Of heat, pile reduction and microbs
My motivation for composting is likely different than most of you here. Having a farm with horses one of the biggest stable management issues is how am I are going to deal with the stall waste. My biggest motivation for composting is reducing the size of the manure pile, that I get great compost for my gardens is an added bonus. (One I am very happy about, but really wasn't expecting to appreciate as much as I do!)

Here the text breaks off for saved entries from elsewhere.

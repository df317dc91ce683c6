//! Inline AES configuration for ciphered page streams
//!
//! The CDMA engine can route a transfer through an AES-128 context whose
//! per-segment IV is derived from the page being moved. Two fixed keys
//! cover the two on-flash regions: pages inside the FTL's data window use
//! the FTL key with IVs chained from the logical page number, everything
//! else uses the VFL key with IVs chained from the physical page number.

/// AES key of the FTL data region
pub(crate) static FTL_KEY: [u32; 4] = [0x95AE5DF6, 0x426C900E, 0x58CC54B2, 0xCEEE78FC];

/// AES key of the VFL metadata region
pub(crate) static VFL_KEY: [u32; 4] = [0xAB42A792, 0xBF69C908, 0x12946C00, 0xA579CCD3];

/// Cipher selection for the inline engine
#[derive(Clone, Copy, Debug, PartialEq, Eq)]
pub enum AesType {
    /// AES with a 128-bit key
    Aes128,
}

/// Per-segment IV source of a descriptor
#[derive(Clone, Copy, Debug)]
enum IvSource<'a> {
    /// FTL region: IVs chain from the logical page the buffer offset
    /// falls on
    FtlOffset {
        offset: u32,
        databuf: u32,
        bytes_per_page: u32,
        start_page: u32,
    },
    /// VFL region: IVs chain from the physical page of each segment
    VflPages { pages: &'a [u32] },
    /// VFL region with externally supplied IVs, 16 bytes per segment
    VflExplicit { ivs: &'a [u8] },
}

/// One inline AES configuration, rebuilt for every ciphered read
#[derive(Clone, Copy, Debug)]
pub struct AesDescriptor<'a> {
    /// Bytes ciphered per segment
    pub data_size: u32,
    /// Key schedule input
    pub key: &'static [u32; 4],
    /// Run the inverse cipher (reads decrypt)
    pub decrypt: bool,
    /// Cipher selection
    pub kind: AesType,
    iv: IvSource<'a>,
}

impl<'a> AesDescriptor<'a> {
    /// Descriptor for a transfer into the FTL data window
    pub(crate) fn ftl(
        bytes_per_page: u32,
        offset: u32,
        databuf: u32,
        start_page: u32,
        decrypt: bool,
    ) -> Self {
        AesDescriptor {
            data_size: bytes_per_page,
            key: &FTL_KEY,
            decrypt,
            kind: AesType::Aes128,
            iv: IvSource::FtlOffset {
                offset,
                databuf,
                bytes_per_page,
                start_page,
            },
        }
    }

    /// Descriptor for a VFL-region transfer of `pages`
    pub(crate) fn vfl(bytes_per_page: u32, pages: &'a [u32], decrypt: bool) -> Self {
        AesDescriptor {
            data_size: bytes_per_page,
            key: &VFL_KEY,
            decrypt,
            kind: AesType::Aes128,
            iv: IvSource::VflPages { pages },
        }
    }

    /// VFL-region descriptor with externally supplied IV material
    #[allow(dead_code)]
    pub(crate) fn vfl_with_ivs(bytes_per_page: u32, ivs: &'a [u8], decrypt: bool) -> Self {
        AesDescriptor {
            data_size: bytes_per_page,
            key: &VFL_KEY,
            decrypt,
            kind: AesType::Aes128,
            iv: IvSource::VflExplicit { ivs },
        }
    }

    /// Generates the IV of one transfer segment
    pub fn iv_for_segment(&self, segment: usize, iv: &mut [u32; 4]) {
        match self.iv {
            IvSource::FtlOffset {
                offset,
                databuf,
                bytes_per_page,
                start_page,
            } => {
                let page = (offset - databuf) / bytes_per_page + start_page;
                chain_iv(page, iv);
            }
            IvSource::VflPages { pages } => chain_iv(pages[segment], iv),
            IvSource::VflExplicit { ivs } => {
                let chunk = &ivs[segment * 16..segment * 16 + 16];
                for (word, bytes) in iv.iter_mut().zip(chunk.chunks_exact(4)) {
                    *word = u32::from_le_bytes([bytes[0], bytes[1], bytes[2], bytes[3]]);
                }
            }
        }
    }
}

/// The LFSR step chaining a page number into four IV words
fn chain_iv(page: u32, iv: &mut [u32; 4]) {
    let mut val = page;
    for word in iv.iter_mut() {
        val = if val & 1 != 0 {
            (val >> 1) ^ 0x80000061
        } else {
            val >> 1
        };
        *word = val;
    }
}

#[cfg(test)]
mod tests {
    use super::*;

    #[test]
    fn iv_chain_steps() {
        let mut iv = [0u32; 4];
        chain_iv(2, &mut iv);
        assert_eq!(iv, [1, 0x80000061, 0xC0000051, 0xE0000049]);
    }

    #[test]
    fn ftl_iv_tracks_buffer_offset() {
        // A buffer k pages into the FTL window ciphers like logical page
        // start_page + k.
        let bytes_per_page = 0x1000;
        let databuf = 0x4000_0000;
        let start_page = 0x120;

        for k in 0..4u32 {
            let desc = AesDescriptor::ftl(
                bytes_per_page,
                databuf + k * bytes_per_page,
                databuf,
                start_page,
                true,
            );

            let mut from_offset = [0u32; 4];
            desc.iv_for_segment(0, &mut from_offset);

            let mut reference = [0u32; 4];
            chain_iv(start_page + k, &mut reference);

            assert_eq!(from_offset, reference);
        }
    }

    #[test]
    fn explicit_ivs_copy_through() {
        let mut raw = [0u8; 32];
        for (i, b) in raw.iter_mut().enumerate() {
            *b = i as u8;
        }
        let desc = AesDescriptor::vfl_with_ivs(0x1000, &raw, true);

        let mut iv = [0u32; 4];
        desc.iv_for_segment(1, &mut iv);
        assert_eq!(iv, [0x13121110, 0x17161514, 0x1B1A1918, 0x1F1E1D1C]);
    }
}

I use a a pelleted 100% pine bedding. It comes as an extruded pellet that fluffs up with the addition of water/urine. It's a little more expensive but it's nature being smaller than shavings but bigger than dust not only makes it easier to clean stalls but makes it amazingly fast to break down. My pile is a pretty consistent mix of manure, maybe a touch more pine bedding than manure, urine, (rubber mats and the absorption qualities of the bedding influences this) and a small amount of uneaten hay. The stuff practically evaporates. Again unlike most of you my problem isn't getting a hot pile, I'm wondering if my pile gets too hot!
I was talking to a commercial organic composter last week at a local garden show and he seemed to indicate that you might manage a pile differently if your goal is reduction as oppose to getting a quality finished compost product. I'm not sure, but I think he was suggesting that by not turning my piles often enough I'm killing the microbes. I thought you turned piles to introduce oxygen to heat the pile up!
Keeping in mind that my primary goals are a bit different, my compost mix is probably more consistent, and my quantities of compost material are significantly higher than most, could someone give me a little more insight on heat as it relates to microbes, pile reduction rate and management for outcome?
I'm not sure if I have an issue I should consider or if some sales guy was trying to infer my own results are inferior so I should buy some of his! (Which is so not happening!) I did drop some samples of my compost off today at the ag extension office for testing, so in a couple weeks I should know more about what it is I'm making, but I don't think they consider the microbes question.